#### AIM OF THE EXERCISE:
Down to the final line, reproduce the entries that follow exactly.
---*---
//! Paper source abstraction.
//!
//! A [`PaperSource`] answers one page of a topic search. [`fetch_range`]
//! walks pages in fixed-size batches and [`process_entries`] turns raw feed
//! entries into [`PaperRecord`]s.

use async_trait::async_trait;
use thiserror::Error;

use crate::models::PaperRecord;

/// Errors produced by a paper source. Sources do not retry.
#[derive(Debug, Error)]
pub enum SourceError {
    /// The remote API answered with a non-200 status.
    #[error("Error querying arXiv API: {0}")]
    Status(u16),

    /// The request never produced a response.
    #[error("Request to paper source failed: {0}")]
    Transport(String),

    /// The response body could not be parsed as a feed.
    #[error("Failed to parse paper feed: {0}")]
    Parse(String),
}

/// One entry of a source feed, before normalization.
#[derive(Debug, Clone, PartialEq, Eq)]
pub struct RawEntry {
    /// Entry identifier, e.g. `http://arxiv.org/abs/2401.00001v1`.
    pub id: String,
    pub title: String,
    pub summary: String,
    pub authors: Vec<String>,
}

/// A remote listing of papers that can be queried page by page.
#[async_trait]
pub trait PaperSource: Send + Sync {
    /// Fetch up to `max_results` entries for `topic`, starting at `start`.
    async fn fetch_page(
        &self,
        topic: &str,
        start: usize,
        max_results: usize,
    ) -> Result<Vec<RawEntry>, SourceError>;

    /// Human-readable name, used in logs.
    fn name(&self) -> &str;
}

/// Fetch `total` entries starting at offset `start`, `batch_size` at a time.
///
/// Pages are concatenated in order without deduplication. The last page is
/// clamped to the remaining count, and paging stops early once the source
/// returns an empty page.
pub async fn fetch_range(
    source: &dyn PaperSource,
    topic: &str,
    start: usize,
    total: usize,
    batch_size: usize,
) -> Result<Vec<RawEntry>, SourceError> {
    let batch_size = batch_size.max(1);
    let end = start.saturating_add(total);
    let mut entries = Vec::new();
    let mut offset = start;

    while offset < end {
        let page_size = batch_size.min(end - offset);
        let page = source.fetch_page(topic, offset, page_size).await?;
        if page.is_empty() {
            break;
        }
        entries.extend(page);
        offset += page_size;
    }

    Ok(entries)
}

/// Derive the PDF link from an abstract-page identifier.
///
/// `http://arxiv.org/abs/2401.00001v1` → `http://arxiv.org/pdf/2401.00001v1.pdf`
pub fn pdf_link_from_id(id: &str) -> String {
    format!("{}.pdf", id.replace("abs", "pdf"))
}

impl PaperRecord {
    /// Normalize one feed entry: text is `title + ". " + summary` and the
    /// PDF link is derived from the entry id.
    pub fn from_entry(entry: RawEntry) -> Self {
        PaperRecord {
            text: format!("{}. {}", entry.title, entry.summary),
            pdf_link: pdf_link_from_id(&entry.id),
            title: entry.title,
            authors: entry.authors,
        }
    }
}

/// Normalize raw entries into paper records, preserving order.
pub fn process_entries(entries: Vec<RawEntry>) -> Vec<PaperRecord> {
    entries.into_iter().map(PaperRecord::from_entry).collect()
}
---*---
#### SOLUTION TO THIS TASK:
//! Paper source abstraction.
//!
//! A [`PaperSource`] answers one page of a topic search. [`fetch_range`]
//! walks pages in fixed-size batches and [`process_entries`] turns raw feed
//! entries into [`PaperRecord`]s.

use async_trait::async_trait;
use thiserror::Error;

use crate::models::PaperRecord;

/// Errors produced by a paper source. Sources do not retry.
#[derive(Debug, Error)]
pub enum SourceError {
    /// The remote API answered with a non-200 status.
    #[error("Error querying arXiv API: {0}")]
    Status(u16),

    /// The request never produced a response.
    #[error("Request to paper source failed: {0}")]
    Transport(String),

    /// The response body could not be parsed as a feed.
    #[error("Failed to parse paper feed: {0}")]
    Parse(String),
}

/// One entry of a source feed, before normalization.
#[derive(Debug, Clone, PartialEq, Eq)]
pub struct RawEntry {
    /// Entry identifier, e.g. `http://arxiv.org/abs/2401.00001v1`.
    pub id: String,
    pub title: String,
    pub summary: String,
    pub authors: Vec<String>,
}

/// A remote listing of papers that can be queried page by page.
#[async_trait]
pub trait PaperSource: Send + Sync {
    /// Fetch up to `max_results` entries for `topic`, starting at `start`.
    async fn fetch_page(
        &self,
        topic: &str,
        start: usize,
        max_results: usize,
    ) -> Result<Vec<RawEntry>, SourceError>;

    /// Human-readable name, used in logs.
    fn name(&self) -> &str;
}

/// Fetch `total` entries starting at offset `start`, `batch_size` at a time.
///
/// Pages are concatenated in order without deduplication. The last page is
/// clamped to the remaining count, and paging stops early once the source
/// returns an empty page.
pub async fn fetch_range(
    source: &dyn PaperSource,
    topic: &str,
    start: usize,
    total: usize,
    batch_size: usize,
) -> Result<Vec<RawEntry>, SourceError> {
    let batch_size = batch_size.max(1);
    let end = start.saturating_add(total);
    let mut entries = Vec::new();
    let mut offset = start;

    while offset < end {
        let page_size = batch_size.min(end - offset);
        let page = source.fetch_page(topic, offset, page_size).await?;
        if page.is_empty() {
            break;
        }
        entries.extend(page);
        offset += page_size;
    }

    Ok(entries)
}

/// Derive the PDF link from an abstract-page identifier.
///
/// `http://arxiv.org/abs/2401.00001v1` → `http://arxiv.org/pdf/2401.00001v1.pdf`
pub fn pdf_link_from_id(id: &str) -> String {
    format!("{}.pdf", id.replace("abs", "pdf"))
}

impl PaperRecord {
    /// Normalize one feed entry: text is `title + ". " + summary` and the
    /// PDF link is derived from the entry id.
    pub fn from_entry(entry: RawEntry) -> Self {
        PaperRecord {
            text: format!("{}. {}", entry.title, entry.summary),
            pdf_link: pdf_link_from_id(&entry.id),
            title: entry.title,
            authors: entry.authors,
        }
    }
}

/// Normalize raw entries into paper records, preserving order.
pub fn process_entries(entries: Vec<RawEntry>) -> Vec<PaperRecord> {
    entries.into_iter().map(PaperRecord::from_entry).collect()
}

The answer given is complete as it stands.